Gündelik telaşlara göz yaşı ile düşer
Gittikçe çöreklenmese damarlara
Yoksa güngörmemiş acılar çekilir
Oy benim dört duvar lunapark sessizliğim..
Oy benim kanadı kırık ısmarlama arzularım
Bahara berduş zamansız yağmurlarım
Küçük bir serçede kadınlık düşlerim
Yalın ayak geçip gidiyor bir gün daha
Ardından gitmeliyim...
Dahası var
''Yağmalanıyor dil
Kanı çekiliyor
Sinirleri bozuluyor
Endişeye kapılıyor
Tutuklu bir merminin en zayıf yerinde
Ha patladı ha patlayacak!..''
Biliyorum..ahhh..ahh
Farkına varacak biliyorum
Yazacak hep dip not aşkına
Yüzün sureti düştükçe renklere
Usulca kendine..
Yağmur kokulu düşlere
Karşısında bulacak Eylül'ü?
Hastalık, ölüm, talihsizlik kaçınılmaz
Uzatacak elini doymamış yüreğe
Kırılgan düşbükenlerin
Yetim bir çift yolcusu gözlere
Bir uzun havada yaşanacak sözcüklere..
Ahh..Uysal ömür!..Ahh
Bilirsin ışık karanlığı yargılamaz
Ne kadar güçlü olsada sol tarafa
Kabulleniş her nefesle damarlardan çekilir
Bir bağımlılık yaratır
Bilip bilmeden zaman sarhoşluğuna
Yaşamın sınırları ve kaçınılmazlığı
Gölgeleri karaltan tahammül
Aradığın biçareliği
Her istediğini yapan hain uçurum!
Az sonra
Kendin boğulurken siyahın keşmekeşliğinde
Yırtık bir perdenin ardından fısılda
Huzuru boğuyorsun parmakların arasında..
Ah leyli/m sarılışlarla
'Bin bir nezaketde,
İncelik ve esneklikle
Savaşarak kabullen
Birlikte büyüyerek özgür ol
Kendini koru
Eğit dizginle!
Bir sızının doymamış şerefine..'
İlknur Yıldırım
27 Mart 2015 Cuma
18 Mart 2015 Çarşamba
YAŞAMIN TEK BİR ANAHTAR CÜMLESİ VAR şiir İlknur Yıldırım yorum NİLGÜN PAKSOY & SES VE KLİP TASARIM
Ben biliyorum artık
Bir telaş sözcüğü ile başlar mübarek
Eli öpülesi sonsuzluk!
Ziyaret süresi kısa lakin ayrılık
Cümlelerin ilk yarısını söyleyebilmek
Diğer yarısıyla bir başka bayrama kalmak..

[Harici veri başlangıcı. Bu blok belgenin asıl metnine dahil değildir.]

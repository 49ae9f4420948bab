use crate::pipeline::kinds::ImportKind;
use crate::pipeline::resolver::{new_id, require_property, ReferenceLookup, ResolveError};
use crate::pipeline::schema::{CheckedRow, ColumnKind, ColumnRule};
use common::model::field::Field;
use common::model::kind::DataKind;

pub struct FieldImport;

#[derive(Debug)]
pub struct FieldDraft {
    name: String,
    property_name: String,
    acreage: Option<f64>,
    notes: Option<String>,
}

impl ImportKind for FieldImport {
    type Draft = FieldDraft;
    type Entity = Field;

    const KIND: DataKind = DataKind::Fields;
    const COLUMNS: &'static [ColumnRule] = &[
        ColumnRule::required("name", ColumnKind::Text),
        ColumnRule::required("propertyName", ColumnKind::Text),
        ColumnRule::optional("acreage", ColumnKind::Number),
        ColumnRule::optional("notes", ColumnKind::Text),
    ];

    fn draft(row: &CheckedRow) -> Result<FieldDraft, String> {
        Ok(FieldDraft {
            name: row.require_text("name")?,
            property_name: row.require_text("propertyName")?,
            acreage: row.number("acreage"),
            notes: row.text("notes"),
        })
    }

    fn resolve<L>(draft: FieldDraft, lookup: &L) -> Result<Field, ResolveError>
    where
        L: ReferenceLookup + ?Sized,
    {
        let property_id = require_property(lookup, &draft.property_name)?;
        Ok(Field {
            id: new_id(),
            name: draft.name,
            property_id,
            acreage: draft.acreage,
            notes: draft.notes,
        })
    }
}
//! Column schemas and the per-row check that turns a raw row into typed values.

use crate::pipeline::parser::RawRow;
use chrono::NaiveDate;
use once_cell::sync::Lazy;
use regex::Regex;
use std::collections::HashMap;
use std::str::FromStr;

static DATE_PATTERN: Lazy<Regex> =
    Lazy::new(|| Regex::new(r"^\d{4}-\d{2}-\d{2}$").expect("date pattern is valid"));

const TRUTHY: &[&str] = &["true", "yes", "y", "1"];
const FALSY: &[&str] = &["false", "no", "n", "0"];

/// How a column's text is interpreted.
#[derive(Debug, Clone, Copy, PartialEq, Eq)]
pub enum ColumnKind {
    Text,
    /// `YYYY-MM-DD`, and a real calendar date.
    Date,
    /// Non-negative finite decimal.
    Number,
    /// Boolean-like spelling, see `TRUTHY` / `FALSY`.
    Flag,
    /// Exactly one of the listed values, case-sensitive.
    OneOf(&'static [&'static str]),
}

#[derive(Debug, Clone, Copy)]
pub struct ColumnRule {
    pub name: &'static str,
    pub required: bool,
    pub kind: ColumnKind,
}

impl ColumnRule {
    pub const fn required(name: &'static str, kind: ColumnKind) -> Self {
        Self {
            name,
            required: true,
            kind,
        }
    }

    pub const fn optional(name: &'static str, kind: ColumnKind) -> Self {
        Self {
            name,
            required: false,
            kind,
        }
    }
}

#[derive(Debug, Clone, PartialEq)]
pub enum Value {
    Text(String),
    Date(NaiveDate),
    Number(f64),
    Flag(bool),
}

/// A row that passed its schema. Only columns present in the CSV and known to
/// the schema are kept; required columns are guaranteed to be present.
#[derive(Debug, Default)]
pub struct CheckedRow {
    values: HashMap<&'static str, Value>,
}

impl CheckedRow {
    pub fn text(&self, column: &str) -> Option<String> {
        match self.values.get(column) {
            Some(Value::Text(s)) => Some(s.clone()),
            _ => None,
        }
    }

    pub fn date(&self, column: &str) -> Option<NaiveDate> {
        match self.values.get(column) {
            Some(Value::Date(d)) => Some(*d),
            _ => None,
        }
    }

    pub fn number(&self, column: &str) -> Option<f64> {
        match self.values.get(column) {
            Some(Value::Number(n)) => Some(*n),
            _ => None,
        }
    }

    pub fn flag(&self, column: &str) -> Option<bool> {
        match self.values.get(column) {
            Some(Value::Flag(b)) => Some(*b),
            _ => None,
        }
    }

    pub fn require_text(&self, column: &str) -> Result<String, String> {
        self.text(column).ok_or_else(|| missing(column))
    }

    pub fn require_date(&self, column: &str) -> Result<NaiveDate, String> {
        self.date(column).ok_or_else(|| missing(column))
    }

    /// Parses an enumerated column into its model type.
    pub fn parsed<T>(&self, column: &str) -> Result<Option<T>, String>
    where
        T: FromStr<Err = String>,
    {
        self.text(column).map(|s| s.parse::<T>()).transpose()
    }

    pub fn require_parsed<T>(&self, column: &str) -> Result<T, String>
    where
        T: FromStr<Err = String>,
    {
        self.parsed(column)?.ok_or_else(|| missing(column))
    }
}

fn missing(column: &str) -> String {
    format!("Missing required field '{}'", column)
}

/// Checks `row` against `rules`, collecting every violation.
///
/// Columns the schema does not know are ignored. Empty cells count as absent.
/// On failure, the violations are joined with `; ` in schema order.
pub fn check_row(rules: &[ColumnRule], row: &RawRow) -> Result<CheckedRow, String> {
    let mut checked = CheckedRow::default();
    let mut problems = Vec::new();

    for rule in rules {
        match row.get(rule.name) {
            None if rule.required => problems.push(missing(rule.name)),
            None => {}
            Some(raw) => match check_value(rule, raw) {
                Ok(value) => {
                    checked.values.insert(rule.name, value);
                }
                Err(problem) => problems.push(problem),
            },
        }
    }

    if problems.is_empty() {
        Ok(checked)
    } else {
        Err(problems.join("; "))
    }
}

fn check_value(rule: &ColumnRule, raw: &str) -> Result<Value, String> {
    match rule.kind {
        ColumnKind::Text => Ok(Value::Text(raw.to_string())),
        ColumnKind::Date => {
            let date = DATE_PATTERN
                .is_match(raw)
                .then(|| NaiveDate::parse_from_str(raw, "%Y-%m-%d").ok())
                .flatten();
            date.map(Value::Date).ok_or_else(|| {
                format!(
                    "Invalid date '{}' for '{}': expected YYYY-MM-DD",
                    raw, rule.name
                )
            })
        }
        ColumnKind::Number => match raw.parse::<f64>() {
            Ok(n) if n.is_finite() && n >= 0.0 => Ok(Value::Number(n)),
            _ => Err(format!(
                "Invalid number '{}' for '{}': expected a non-negative decimal",
                raw, rule.name
            )),
        },
        ColumnKind::Flag => {
            let lowered = raw.to_ascii_lowercase();
            if TRUTHY.contains(&lowered.as_str()) {
                Ok(Value::Flag(true))
            } else if FALSY.contains(&lowered.as_str()) {
                Ok(Value::Flag(false))
            } else {
                Err(format!(
                    "Invalid boolean '{}' for '{}': expected one of {}",
                    raw,
                    rule.name,
                    [TRUTHY, FALSY].concat().join(", ")
                ))
            }
        }
        ColumnKind::OneOf(allowed) => {
            if allowed.contains(&raw) {
                Ok(Value::Text(raw.to_string()))
            } else {
                Err(format!(
                    "Invalid value '{}' for '{}': expected one of {}",
                    raw,
                    rule.name,
                    allowed.join(", ")
                ))
            }
        }
    }
}
use crate::pipeline::kinds::ImportKind;
use crate::pipeline::resolver::{new_id, ReferenceLookup, ResolveError};
use crate::pipeline::schema::{CheckedRow, ColumnKind, ColumnRule};
use chrono::NaiveDate;
use common::model::kind::DataKind;
use common::model::property::Property;

pub struct PropertyImport;

#[derive(Debug)]
pub struct PropertyDraft {
    name: String,
    location: Option<String>,
    acreage: Option<f64>,
    is_leased: bool,
    lease_start_date: Option<NaiveDate>,
    lease_end_date: Option<NaiveDate>,
    notes: Option<String>,
}

impl ImportKind for PropertyImport {
    type Draft = PropertyDraft;
    type Entity = Property;

    const KIND: DataKind = DataKind::Properties;
    const COLUMNS: &'static [ColumnRule] = &[
        ColumnRule::required("name", ColumnKind::Text),
        ColumnRule::optional("location", ColumnKind::Text),
        ColumnRule::optional("acreage", ColumnKind::Number),
        ColumnRule::optional("isLeased", ColumnKind::OneOf(&["yes", "no"])),
        ColumnRule::optional("leaseStartDate", ColumnKind::Date),
        ColumnRule::optional("leaseEndDate", ColumnKind::Date),
        ColumnRule::optional("notes", ColumnKind::Text),
    ];

    fn draft(row: &CheckedRow) -> Result<PropertyDraft, String> {
        Ok(PropertyDraft {
            name: row.require_text("name")?,
            location: row.text("location"),
            acreage: row.number("acreage"),
            is_leased: row.text("isLeased").as_deref() == Some("yes"),
            lease_start_date: row.date("leaseStartDate"),
            lease_end_date: row.date("leaseEndDate"),
            notes: row.text("notes"),
        })
    }

    fn resolve<L>(draft: PropertyDraft, _lookup: &L) -> Result<Property, ResolveError>
    where
        L: ReferenceLookup + ?Sized,
    {
        Ok(Property {
            id: new_id(),
            name: draft.name,
            location: draft.location,
            acreage: draft.acreage,
            is_leased: draft.is_leased,
            lease_start_date: draft.lease_start_date,
            lease_end_date: draft.lease_end_date,
            notes: draft.notes,
        })
    }
}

Mezarına gelemedim biliyor musun?
Kaçıp kaçıp toprağını öpemedim
Kurban olduğum
Özledim..
Üç beş nöbetlerinde soluğum
Biliyorum üzüleceksin ama yinede
Küçük bir düşün çocuk bedeniyle
Öyle çok acıyor ki sol yanımla
Büyütüyor büyüyorum beyaz güvercinle
Hani saçımı okşar çakal kızım derdin ya
Telaş yapma bu bayram sabahı ANNE
Bekledim yine beklerim sabırsızlıkla!
İnleme öncesi
Bir gece uçuğu...
‘Demli bir çayını içesim geldi
Yaptığın su böreğini yiyesim geldi
O uzun keyifli bayram tatillerini
Ev gezmelerini
Kısa hal hatır sormalarını
Bayram şekerlerini
Kolonya ikramlarını
Bayram harçlıklarını
Ve daha bir dolu küçük ayrıntıları'
Özleyesim geldi..
En çok da dualarını özledim ana!
Yüreğimde damla damla
Belki durgun sana
Belki de yorgun bana
Yinede mutlu
Yinede umutlu
Yinede sevgi dolu
________________
Kaç tespih dağılır çığlığım da
Sol yanım vaveylada
Duymasam da gülüşünü savur sineme
Öleyim bin defa da olsa ‘nefessiz' sesine!
Sığdırabilmek uğruna
Ağlamalar ardına
Hissettiririm yinede göremese
Ve Eylülle anlatırım çokça
Yarım yamalak yüreğime
Mevla görelim neyler
Neylerse güzel eyler
Ey Hayat!
Bilemedin değerini nasıl bildiğini..
Kırılgan ve saydamlığını
Karşılıklı suskunluğunu
Neyi nasıl anladığını
Sondan ilk cümleni
Silik ve okunaksızlığını
Kim kimi unutmaz bu ateşler/ağıtlarını?..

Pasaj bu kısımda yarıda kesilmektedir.